(Saved entries)
________________________________________
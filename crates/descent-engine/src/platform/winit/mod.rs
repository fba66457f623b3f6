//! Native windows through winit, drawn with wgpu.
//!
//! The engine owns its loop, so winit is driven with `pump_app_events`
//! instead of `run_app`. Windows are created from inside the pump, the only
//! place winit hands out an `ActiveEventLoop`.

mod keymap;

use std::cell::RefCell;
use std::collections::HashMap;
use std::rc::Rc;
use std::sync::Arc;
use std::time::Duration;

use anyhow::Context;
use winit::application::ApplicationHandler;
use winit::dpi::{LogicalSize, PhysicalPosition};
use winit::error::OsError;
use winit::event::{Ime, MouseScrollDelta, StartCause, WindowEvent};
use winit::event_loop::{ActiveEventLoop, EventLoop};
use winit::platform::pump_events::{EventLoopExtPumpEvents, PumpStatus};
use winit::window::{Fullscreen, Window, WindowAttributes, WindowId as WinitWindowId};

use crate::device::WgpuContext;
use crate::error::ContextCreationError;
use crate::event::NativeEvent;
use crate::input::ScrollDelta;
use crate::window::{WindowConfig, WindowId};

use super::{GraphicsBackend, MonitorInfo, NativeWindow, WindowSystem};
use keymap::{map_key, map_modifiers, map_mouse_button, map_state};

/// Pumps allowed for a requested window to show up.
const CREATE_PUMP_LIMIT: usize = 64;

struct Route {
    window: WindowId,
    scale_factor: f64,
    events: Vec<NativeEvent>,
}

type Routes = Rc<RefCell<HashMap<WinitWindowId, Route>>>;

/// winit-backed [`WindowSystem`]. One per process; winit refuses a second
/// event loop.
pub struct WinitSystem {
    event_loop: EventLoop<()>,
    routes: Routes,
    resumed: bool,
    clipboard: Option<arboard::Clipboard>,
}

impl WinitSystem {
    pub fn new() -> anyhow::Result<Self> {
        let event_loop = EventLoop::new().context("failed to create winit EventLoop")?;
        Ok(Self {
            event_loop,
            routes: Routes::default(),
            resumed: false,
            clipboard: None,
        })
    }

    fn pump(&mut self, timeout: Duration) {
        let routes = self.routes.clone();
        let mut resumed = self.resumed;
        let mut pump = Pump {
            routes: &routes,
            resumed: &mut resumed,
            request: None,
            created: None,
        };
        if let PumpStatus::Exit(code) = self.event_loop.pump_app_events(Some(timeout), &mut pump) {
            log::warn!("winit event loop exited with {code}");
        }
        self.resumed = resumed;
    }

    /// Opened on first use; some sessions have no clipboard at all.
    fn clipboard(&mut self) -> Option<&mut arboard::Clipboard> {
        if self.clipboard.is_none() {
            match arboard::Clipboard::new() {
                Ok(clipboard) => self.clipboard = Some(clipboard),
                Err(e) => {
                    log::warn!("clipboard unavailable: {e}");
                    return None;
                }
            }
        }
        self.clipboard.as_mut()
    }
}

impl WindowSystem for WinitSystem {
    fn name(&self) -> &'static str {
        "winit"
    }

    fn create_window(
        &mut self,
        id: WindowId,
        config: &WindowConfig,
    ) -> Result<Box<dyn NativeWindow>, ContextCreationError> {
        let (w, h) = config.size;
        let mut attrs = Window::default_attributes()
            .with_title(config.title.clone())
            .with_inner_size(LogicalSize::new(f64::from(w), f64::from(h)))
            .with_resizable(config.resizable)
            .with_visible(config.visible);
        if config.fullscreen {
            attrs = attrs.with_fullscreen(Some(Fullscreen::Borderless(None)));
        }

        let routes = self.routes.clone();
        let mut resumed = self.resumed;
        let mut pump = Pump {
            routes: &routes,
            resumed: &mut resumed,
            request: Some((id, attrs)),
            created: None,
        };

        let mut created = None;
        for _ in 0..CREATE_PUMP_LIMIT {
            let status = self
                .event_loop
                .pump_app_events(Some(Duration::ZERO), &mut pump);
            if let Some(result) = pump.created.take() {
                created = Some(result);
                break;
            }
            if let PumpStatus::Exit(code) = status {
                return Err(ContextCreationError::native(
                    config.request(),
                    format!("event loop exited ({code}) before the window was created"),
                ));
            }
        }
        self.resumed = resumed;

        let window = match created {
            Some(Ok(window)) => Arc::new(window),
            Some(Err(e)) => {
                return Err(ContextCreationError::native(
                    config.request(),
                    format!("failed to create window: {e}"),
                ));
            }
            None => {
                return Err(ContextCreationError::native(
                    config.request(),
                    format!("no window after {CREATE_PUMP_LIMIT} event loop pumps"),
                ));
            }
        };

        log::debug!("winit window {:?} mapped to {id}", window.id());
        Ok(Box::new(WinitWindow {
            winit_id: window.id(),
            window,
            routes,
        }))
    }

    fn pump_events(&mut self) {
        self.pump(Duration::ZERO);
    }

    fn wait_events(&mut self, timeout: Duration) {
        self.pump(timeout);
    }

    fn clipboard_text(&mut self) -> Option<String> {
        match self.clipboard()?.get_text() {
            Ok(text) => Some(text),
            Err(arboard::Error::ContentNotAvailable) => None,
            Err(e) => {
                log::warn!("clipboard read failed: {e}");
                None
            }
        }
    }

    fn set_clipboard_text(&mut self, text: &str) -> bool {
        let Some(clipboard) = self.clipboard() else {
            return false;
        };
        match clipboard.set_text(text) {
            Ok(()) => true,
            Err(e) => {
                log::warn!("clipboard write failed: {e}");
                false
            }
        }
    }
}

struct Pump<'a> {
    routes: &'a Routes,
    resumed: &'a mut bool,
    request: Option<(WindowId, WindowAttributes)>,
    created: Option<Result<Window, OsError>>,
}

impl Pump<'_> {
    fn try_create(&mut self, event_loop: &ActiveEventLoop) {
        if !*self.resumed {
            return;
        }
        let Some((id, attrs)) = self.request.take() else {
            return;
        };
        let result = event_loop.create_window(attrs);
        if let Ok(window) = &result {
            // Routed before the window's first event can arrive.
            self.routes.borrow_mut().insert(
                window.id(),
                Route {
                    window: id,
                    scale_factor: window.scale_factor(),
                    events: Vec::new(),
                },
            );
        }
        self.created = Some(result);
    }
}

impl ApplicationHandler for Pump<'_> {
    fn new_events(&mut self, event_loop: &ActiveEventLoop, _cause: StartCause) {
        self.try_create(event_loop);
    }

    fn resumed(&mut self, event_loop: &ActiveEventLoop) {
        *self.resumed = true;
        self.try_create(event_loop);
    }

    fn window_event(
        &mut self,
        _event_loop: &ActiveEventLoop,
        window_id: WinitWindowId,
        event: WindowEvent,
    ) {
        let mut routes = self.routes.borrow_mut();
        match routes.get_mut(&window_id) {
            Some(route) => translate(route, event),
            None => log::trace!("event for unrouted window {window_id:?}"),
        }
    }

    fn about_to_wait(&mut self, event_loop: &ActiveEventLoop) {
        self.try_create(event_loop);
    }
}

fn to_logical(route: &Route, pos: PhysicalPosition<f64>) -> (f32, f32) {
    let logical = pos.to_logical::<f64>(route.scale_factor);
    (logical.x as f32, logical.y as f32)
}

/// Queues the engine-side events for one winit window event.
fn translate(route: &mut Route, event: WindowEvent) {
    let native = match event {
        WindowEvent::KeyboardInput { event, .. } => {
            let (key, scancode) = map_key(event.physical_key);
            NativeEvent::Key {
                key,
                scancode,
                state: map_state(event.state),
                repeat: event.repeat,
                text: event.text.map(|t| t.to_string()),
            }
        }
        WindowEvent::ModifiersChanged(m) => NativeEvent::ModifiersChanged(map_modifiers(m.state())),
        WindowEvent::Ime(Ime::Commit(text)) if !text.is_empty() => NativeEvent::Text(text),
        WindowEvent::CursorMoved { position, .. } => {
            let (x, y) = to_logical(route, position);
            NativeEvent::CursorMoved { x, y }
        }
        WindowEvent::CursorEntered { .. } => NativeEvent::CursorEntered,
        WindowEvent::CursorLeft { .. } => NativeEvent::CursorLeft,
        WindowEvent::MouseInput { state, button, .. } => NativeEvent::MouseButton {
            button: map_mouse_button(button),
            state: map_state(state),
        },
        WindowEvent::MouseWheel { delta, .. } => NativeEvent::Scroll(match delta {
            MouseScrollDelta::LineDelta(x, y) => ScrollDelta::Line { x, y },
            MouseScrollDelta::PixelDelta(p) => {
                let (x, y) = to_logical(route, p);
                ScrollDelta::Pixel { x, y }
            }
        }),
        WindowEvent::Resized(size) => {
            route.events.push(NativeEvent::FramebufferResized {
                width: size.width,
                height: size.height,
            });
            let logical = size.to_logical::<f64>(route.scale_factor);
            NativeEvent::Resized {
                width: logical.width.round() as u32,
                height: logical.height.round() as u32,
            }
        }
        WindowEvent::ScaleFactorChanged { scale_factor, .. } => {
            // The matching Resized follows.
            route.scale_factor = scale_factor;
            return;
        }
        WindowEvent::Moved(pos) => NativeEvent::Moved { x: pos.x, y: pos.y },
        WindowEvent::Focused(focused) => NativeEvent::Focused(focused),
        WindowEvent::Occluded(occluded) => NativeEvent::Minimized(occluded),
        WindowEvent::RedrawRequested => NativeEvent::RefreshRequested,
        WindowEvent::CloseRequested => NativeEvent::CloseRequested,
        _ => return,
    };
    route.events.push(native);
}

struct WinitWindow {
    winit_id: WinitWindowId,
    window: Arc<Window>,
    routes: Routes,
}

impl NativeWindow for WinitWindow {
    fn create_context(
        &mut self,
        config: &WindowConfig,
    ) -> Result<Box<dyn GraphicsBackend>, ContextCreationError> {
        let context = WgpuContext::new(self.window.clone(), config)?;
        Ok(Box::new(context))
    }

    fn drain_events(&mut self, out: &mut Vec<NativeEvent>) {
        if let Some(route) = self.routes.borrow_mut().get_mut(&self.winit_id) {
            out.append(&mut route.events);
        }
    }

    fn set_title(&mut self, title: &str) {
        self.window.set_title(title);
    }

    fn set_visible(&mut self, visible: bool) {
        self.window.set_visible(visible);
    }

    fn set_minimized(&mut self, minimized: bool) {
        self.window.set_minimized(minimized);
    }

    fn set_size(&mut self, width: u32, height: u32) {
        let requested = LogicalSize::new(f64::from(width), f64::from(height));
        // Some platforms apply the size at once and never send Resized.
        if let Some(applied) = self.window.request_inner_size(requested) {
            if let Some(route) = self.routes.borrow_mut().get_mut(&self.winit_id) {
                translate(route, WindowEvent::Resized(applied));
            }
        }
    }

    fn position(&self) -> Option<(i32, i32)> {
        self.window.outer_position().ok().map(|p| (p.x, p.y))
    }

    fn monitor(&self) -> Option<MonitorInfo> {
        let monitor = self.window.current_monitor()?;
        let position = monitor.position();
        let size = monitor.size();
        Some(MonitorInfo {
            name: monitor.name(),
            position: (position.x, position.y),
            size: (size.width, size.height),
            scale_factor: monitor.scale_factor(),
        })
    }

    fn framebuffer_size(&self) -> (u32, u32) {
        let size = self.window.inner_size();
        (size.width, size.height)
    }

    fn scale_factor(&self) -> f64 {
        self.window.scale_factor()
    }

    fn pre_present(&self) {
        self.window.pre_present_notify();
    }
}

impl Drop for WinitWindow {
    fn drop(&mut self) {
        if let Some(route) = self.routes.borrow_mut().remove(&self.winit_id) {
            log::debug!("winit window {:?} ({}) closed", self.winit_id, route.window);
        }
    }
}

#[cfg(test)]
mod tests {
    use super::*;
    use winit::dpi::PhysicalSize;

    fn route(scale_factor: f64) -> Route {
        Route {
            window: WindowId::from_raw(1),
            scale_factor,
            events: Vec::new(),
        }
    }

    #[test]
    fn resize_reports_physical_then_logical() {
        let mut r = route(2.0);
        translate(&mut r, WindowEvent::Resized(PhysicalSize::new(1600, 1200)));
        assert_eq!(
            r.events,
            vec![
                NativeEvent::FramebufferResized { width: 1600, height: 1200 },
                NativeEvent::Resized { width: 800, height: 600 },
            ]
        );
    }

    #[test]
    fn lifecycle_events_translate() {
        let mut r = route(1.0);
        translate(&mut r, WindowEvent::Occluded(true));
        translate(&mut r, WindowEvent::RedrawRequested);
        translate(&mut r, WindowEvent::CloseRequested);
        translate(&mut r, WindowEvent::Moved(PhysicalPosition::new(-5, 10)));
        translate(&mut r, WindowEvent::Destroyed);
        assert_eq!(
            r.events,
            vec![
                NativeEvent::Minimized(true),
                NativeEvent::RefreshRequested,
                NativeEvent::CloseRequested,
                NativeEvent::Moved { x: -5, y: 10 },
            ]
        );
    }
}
________________________________________
§ What you have to do
Copy out every line from the data above in which the word "take" occurs.

§ Written response
            if let Some(result) = pump.created.take() {
        let Some((id, attrs)) = self.request.take() else {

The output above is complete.